### TASK DIRECTIONS
How many lines in the entries below contain the string "Duration"? Reply with the number only.

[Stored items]
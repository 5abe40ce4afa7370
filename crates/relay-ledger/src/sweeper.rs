//! Background reservation sweeper.

use std::sync::Arc;

use chrono::Utc;
use tokio_util::sync::CancellationToken;
use tracing::{debug, warn};

use crate::ledger::TokenLedger;

/// Spawn the sweeper task.
///
/// One per process. Scans at the configured interval, expires holds older
/// than the reservation TTL, and exits when `shutdown` is cancelled. Holds
/// no long locks: each expiry takes only the owning user's lock, briefly.
#[must_use]
pub fn spawn_sweeper(
    ledger: Arc<TokenLedger>,
    shutdown: CancellationToken,
) -> tokio::task::JoinHandle<()> {
    tokio::spawn(async move {
        let interval = ledger.settings().sweep_interval;
        loop {
            tokio::select! {
                biased;
                () = shutdown.cancelled() => break,
                () = tokio::time::sleep(interval) => {},
            }

            match ledger.sweep_expired(Utc::now()).await {
                Ok(0) => {},
                Ok(count) => debug!(count, "Sweeper reclaimed expired reservations"),
                Err(e) => warn!(error = %e, "Sweeper scan failed"),
            }
        }
    })
}

#[cfg(test)]
mod tests {
    use super::*;
    use crate::ledger::LedgerSettings;
    use relay_core::{BalancePool, UserId};
    use relay_storage::StorageAdapter;
    use std::time::Duration;

    #[tokio::test]
    async fn test_sweeper_reclaims_and_shuts_down() {
        let storage = StorageAdapter::in_memory();
        let ledger = Arc::new(TokenLedger::new(
            storage.balances.clone(),
            storage.reservations.clone(),
            storage.usage.clone(),
            LedgerSettings {
                reservation_ttl: Duration::from_millis(10),
                sweep_interval: Duration::from_millis(20),
                platform_fee_rate: 0.0,
            },
        ));
        let user = UserId::new("u1");
        ledger.grant(&user, 100, BalancePool::Prepaid).await.unwrap();
        ledger.reserve(&user, 100, 0.0, false).await.unwrap();

        let shutdown = CancellationToken::new();
        let handle = spawn_sweeper(Arc::clone(&ledger), shutdown.clone());

        // Wait for at least one sweep past the TTL.
        tokio::time::sleep(Duration::from_millis(100)).await;
        assert_eq!(ledger.balance(&user).await.unwrap().held_tokens, 0);

        shutdown.cancel();
        tokio::time::timeout(Duration::from_secs(2), handle)
            .await
            .expect("sweeper must stop on shutdown")
            .unwrap();
    }
}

### WRITTEN REPLY
5